Source material.
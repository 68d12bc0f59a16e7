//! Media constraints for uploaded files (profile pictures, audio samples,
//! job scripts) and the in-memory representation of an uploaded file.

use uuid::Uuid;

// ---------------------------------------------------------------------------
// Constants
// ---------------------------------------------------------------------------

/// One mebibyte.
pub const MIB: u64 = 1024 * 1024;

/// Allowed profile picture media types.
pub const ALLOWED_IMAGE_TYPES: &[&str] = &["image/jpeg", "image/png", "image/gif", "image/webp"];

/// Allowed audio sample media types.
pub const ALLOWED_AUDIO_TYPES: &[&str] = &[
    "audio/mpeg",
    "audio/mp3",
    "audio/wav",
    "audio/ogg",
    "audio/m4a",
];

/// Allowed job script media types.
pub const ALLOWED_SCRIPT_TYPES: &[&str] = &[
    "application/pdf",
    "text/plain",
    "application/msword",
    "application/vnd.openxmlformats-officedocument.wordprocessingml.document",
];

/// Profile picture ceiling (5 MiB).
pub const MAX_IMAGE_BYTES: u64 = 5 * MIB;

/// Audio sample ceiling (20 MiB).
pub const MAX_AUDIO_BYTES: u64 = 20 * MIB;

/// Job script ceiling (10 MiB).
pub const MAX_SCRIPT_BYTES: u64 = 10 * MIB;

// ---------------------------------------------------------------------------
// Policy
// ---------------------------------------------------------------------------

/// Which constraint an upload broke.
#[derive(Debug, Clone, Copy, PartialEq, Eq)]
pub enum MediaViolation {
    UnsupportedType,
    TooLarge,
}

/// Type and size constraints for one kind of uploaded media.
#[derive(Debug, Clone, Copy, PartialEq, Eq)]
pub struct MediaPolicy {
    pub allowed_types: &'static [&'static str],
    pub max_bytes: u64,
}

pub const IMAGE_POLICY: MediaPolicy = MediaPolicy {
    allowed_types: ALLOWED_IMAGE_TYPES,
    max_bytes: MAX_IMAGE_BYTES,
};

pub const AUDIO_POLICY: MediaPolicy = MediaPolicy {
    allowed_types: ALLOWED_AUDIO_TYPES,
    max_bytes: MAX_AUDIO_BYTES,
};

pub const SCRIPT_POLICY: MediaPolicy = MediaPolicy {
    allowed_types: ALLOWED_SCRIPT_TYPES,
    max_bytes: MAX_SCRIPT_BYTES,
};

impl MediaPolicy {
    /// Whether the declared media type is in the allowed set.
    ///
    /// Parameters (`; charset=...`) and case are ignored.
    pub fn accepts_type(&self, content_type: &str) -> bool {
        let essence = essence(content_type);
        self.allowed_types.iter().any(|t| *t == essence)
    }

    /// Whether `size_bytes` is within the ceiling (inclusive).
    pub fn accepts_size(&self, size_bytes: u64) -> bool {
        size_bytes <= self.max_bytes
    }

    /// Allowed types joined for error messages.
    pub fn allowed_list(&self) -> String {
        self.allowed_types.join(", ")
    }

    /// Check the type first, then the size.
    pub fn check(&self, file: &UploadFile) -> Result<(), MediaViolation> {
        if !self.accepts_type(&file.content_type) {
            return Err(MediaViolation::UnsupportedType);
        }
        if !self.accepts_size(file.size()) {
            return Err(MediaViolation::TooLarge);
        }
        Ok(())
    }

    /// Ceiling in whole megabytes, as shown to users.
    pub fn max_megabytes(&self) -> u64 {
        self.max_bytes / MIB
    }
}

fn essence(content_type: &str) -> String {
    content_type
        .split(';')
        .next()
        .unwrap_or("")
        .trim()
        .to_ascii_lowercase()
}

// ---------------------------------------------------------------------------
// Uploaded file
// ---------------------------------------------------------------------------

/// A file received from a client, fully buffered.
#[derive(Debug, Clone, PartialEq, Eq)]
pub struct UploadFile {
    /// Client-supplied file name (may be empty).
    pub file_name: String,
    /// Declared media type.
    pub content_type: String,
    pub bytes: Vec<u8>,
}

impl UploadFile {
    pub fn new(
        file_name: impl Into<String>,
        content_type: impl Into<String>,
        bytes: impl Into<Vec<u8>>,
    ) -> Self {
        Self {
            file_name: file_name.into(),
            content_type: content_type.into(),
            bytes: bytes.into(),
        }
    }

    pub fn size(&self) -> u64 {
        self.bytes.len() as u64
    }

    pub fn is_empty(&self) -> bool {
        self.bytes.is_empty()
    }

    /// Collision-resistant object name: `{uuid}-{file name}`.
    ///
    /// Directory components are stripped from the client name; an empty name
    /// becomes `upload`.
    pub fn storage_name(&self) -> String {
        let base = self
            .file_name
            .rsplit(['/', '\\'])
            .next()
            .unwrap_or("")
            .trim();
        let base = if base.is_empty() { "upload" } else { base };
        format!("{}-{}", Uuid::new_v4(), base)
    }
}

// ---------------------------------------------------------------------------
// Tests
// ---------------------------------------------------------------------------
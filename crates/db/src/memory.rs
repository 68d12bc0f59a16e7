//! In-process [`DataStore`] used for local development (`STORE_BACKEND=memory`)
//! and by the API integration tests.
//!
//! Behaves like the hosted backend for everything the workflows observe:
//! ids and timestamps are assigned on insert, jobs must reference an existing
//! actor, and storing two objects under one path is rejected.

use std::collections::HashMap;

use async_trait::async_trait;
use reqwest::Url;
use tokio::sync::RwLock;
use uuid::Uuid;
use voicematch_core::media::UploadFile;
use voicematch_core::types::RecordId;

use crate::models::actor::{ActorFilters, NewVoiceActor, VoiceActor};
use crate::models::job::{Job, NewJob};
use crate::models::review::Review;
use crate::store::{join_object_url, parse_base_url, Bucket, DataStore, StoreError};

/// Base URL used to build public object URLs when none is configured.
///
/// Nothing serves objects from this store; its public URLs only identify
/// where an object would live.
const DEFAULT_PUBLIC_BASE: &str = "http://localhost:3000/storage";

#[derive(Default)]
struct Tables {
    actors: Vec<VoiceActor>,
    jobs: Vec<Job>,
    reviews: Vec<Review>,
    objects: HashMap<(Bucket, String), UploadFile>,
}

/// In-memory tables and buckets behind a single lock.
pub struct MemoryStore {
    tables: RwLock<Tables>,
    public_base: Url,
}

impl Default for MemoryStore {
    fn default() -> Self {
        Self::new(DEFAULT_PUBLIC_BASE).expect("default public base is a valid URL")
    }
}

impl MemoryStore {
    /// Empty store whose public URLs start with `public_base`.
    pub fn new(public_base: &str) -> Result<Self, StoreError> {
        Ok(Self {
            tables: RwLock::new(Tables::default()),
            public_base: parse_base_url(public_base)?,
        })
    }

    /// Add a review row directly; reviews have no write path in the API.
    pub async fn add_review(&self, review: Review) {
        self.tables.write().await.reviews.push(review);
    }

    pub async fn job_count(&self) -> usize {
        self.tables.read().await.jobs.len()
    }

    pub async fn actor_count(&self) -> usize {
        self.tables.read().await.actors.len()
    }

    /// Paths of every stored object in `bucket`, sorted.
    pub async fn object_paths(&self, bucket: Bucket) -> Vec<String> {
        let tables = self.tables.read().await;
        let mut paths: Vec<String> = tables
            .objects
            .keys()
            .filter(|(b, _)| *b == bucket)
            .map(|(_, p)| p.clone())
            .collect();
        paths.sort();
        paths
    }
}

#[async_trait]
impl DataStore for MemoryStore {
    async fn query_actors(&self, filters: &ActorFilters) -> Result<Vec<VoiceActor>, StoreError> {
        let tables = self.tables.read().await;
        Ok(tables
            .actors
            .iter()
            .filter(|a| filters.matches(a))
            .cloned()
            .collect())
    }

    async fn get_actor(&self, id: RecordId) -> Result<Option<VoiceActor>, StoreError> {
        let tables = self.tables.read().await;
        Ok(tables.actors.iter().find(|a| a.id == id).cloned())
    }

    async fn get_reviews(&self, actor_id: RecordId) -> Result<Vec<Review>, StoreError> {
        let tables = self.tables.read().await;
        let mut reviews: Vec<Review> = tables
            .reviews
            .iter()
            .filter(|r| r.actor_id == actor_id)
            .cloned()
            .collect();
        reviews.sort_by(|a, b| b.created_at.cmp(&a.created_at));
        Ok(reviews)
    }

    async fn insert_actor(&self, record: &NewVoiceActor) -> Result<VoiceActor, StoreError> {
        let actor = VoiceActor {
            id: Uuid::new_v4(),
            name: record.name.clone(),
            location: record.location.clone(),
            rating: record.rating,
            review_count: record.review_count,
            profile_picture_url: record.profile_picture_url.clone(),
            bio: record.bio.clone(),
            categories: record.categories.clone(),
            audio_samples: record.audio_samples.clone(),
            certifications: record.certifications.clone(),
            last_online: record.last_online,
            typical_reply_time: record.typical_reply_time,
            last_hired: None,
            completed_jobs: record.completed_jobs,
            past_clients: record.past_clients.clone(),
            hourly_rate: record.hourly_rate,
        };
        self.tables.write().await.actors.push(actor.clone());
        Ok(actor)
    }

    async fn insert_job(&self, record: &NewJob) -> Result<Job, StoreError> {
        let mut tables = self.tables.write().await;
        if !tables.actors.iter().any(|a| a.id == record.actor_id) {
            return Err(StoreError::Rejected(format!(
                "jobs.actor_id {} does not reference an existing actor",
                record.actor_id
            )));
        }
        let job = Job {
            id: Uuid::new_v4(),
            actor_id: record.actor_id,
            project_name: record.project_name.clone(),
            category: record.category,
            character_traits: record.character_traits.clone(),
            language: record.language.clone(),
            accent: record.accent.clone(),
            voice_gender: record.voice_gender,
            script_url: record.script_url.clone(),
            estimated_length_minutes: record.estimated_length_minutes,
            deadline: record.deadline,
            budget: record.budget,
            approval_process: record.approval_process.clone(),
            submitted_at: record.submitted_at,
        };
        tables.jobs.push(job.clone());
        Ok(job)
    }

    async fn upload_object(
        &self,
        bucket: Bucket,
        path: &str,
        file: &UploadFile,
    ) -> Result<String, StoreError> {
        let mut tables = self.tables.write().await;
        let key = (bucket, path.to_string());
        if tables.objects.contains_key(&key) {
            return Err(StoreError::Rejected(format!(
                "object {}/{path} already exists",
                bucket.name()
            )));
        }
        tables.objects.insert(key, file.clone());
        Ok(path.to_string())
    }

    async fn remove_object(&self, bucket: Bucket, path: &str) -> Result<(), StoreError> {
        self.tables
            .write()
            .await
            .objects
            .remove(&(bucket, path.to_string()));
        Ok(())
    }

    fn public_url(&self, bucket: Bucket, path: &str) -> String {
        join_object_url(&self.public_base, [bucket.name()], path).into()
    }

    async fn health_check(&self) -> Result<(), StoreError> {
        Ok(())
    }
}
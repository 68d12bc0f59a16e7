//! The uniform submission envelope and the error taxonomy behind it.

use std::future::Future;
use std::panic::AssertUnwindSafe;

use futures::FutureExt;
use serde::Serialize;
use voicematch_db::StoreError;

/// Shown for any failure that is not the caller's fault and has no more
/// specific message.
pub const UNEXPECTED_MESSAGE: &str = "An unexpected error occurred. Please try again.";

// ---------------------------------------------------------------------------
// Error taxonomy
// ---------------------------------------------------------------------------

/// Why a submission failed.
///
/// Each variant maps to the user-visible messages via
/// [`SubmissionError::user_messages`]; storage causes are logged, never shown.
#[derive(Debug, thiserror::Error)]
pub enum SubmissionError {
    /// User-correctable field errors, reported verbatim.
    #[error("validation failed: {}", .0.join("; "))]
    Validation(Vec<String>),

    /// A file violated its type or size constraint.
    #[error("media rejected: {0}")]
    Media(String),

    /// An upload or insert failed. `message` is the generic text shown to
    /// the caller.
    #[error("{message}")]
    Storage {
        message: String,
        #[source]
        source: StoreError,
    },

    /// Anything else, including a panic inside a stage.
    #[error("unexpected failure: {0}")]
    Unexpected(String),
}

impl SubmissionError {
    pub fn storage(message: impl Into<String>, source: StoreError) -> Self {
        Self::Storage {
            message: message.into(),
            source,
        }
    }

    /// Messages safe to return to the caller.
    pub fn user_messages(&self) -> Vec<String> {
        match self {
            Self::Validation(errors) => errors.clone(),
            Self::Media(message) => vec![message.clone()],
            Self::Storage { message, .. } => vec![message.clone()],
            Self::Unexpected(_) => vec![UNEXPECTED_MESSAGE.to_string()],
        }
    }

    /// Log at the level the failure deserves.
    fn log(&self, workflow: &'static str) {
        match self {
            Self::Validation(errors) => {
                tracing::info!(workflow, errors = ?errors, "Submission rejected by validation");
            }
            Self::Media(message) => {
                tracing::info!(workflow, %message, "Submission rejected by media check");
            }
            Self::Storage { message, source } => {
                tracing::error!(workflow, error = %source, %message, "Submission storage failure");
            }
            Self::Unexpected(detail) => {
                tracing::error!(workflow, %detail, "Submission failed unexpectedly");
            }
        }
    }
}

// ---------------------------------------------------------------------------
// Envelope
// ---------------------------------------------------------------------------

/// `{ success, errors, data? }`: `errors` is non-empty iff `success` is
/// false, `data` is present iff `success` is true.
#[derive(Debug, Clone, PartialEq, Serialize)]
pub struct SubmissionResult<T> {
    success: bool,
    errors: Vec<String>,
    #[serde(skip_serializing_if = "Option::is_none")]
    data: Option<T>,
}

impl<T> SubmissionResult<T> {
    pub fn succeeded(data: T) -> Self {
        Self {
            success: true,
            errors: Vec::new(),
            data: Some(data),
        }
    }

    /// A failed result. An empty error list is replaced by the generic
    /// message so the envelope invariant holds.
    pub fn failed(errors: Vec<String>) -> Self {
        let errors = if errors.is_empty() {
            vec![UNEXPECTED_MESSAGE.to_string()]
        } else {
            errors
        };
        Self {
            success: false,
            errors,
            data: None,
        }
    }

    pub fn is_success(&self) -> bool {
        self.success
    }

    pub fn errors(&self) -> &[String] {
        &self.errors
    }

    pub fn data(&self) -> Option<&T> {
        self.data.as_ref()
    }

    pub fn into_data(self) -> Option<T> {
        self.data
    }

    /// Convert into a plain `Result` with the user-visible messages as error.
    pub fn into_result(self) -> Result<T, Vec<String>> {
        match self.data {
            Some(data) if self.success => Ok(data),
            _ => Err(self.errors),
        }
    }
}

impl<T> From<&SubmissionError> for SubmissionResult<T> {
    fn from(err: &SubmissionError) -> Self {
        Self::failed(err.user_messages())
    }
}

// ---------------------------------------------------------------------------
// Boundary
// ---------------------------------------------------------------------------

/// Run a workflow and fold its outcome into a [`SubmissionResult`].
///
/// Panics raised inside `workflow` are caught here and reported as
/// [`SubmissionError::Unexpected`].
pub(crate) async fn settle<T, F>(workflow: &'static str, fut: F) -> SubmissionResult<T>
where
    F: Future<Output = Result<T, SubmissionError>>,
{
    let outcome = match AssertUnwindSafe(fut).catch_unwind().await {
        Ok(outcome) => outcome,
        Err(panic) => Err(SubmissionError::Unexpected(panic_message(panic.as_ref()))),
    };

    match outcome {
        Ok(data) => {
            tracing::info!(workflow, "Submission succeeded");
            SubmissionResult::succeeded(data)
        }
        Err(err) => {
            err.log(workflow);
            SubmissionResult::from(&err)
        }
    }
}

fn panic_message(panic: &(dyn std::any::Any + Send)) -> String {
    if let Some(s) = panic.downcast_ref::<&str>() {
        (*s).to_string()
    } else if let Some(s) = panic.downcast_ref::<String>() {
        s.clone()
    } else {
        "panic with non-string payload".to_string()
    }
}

Exercise requirements.
In the listing, find all lines with the string "SubmissionError" and copy them.

Output.
/// [`SubmissionError::user_messages`]; storage causes are logged, never shown.
pub enum SubmissionError {
impl SubmissionError {
impl<T> From<&SubmissionError> for SubmissionResult<T> {
    fn from(err: &SubmissionError) -> Self {
/// [`SubmissionError::Unexpected`].
    F: Future<Output = Result<T, SubmissionError>>,
        Err(panic) => Err(SubmissionError::Unexpected(panic_message(panic.as_ref()))),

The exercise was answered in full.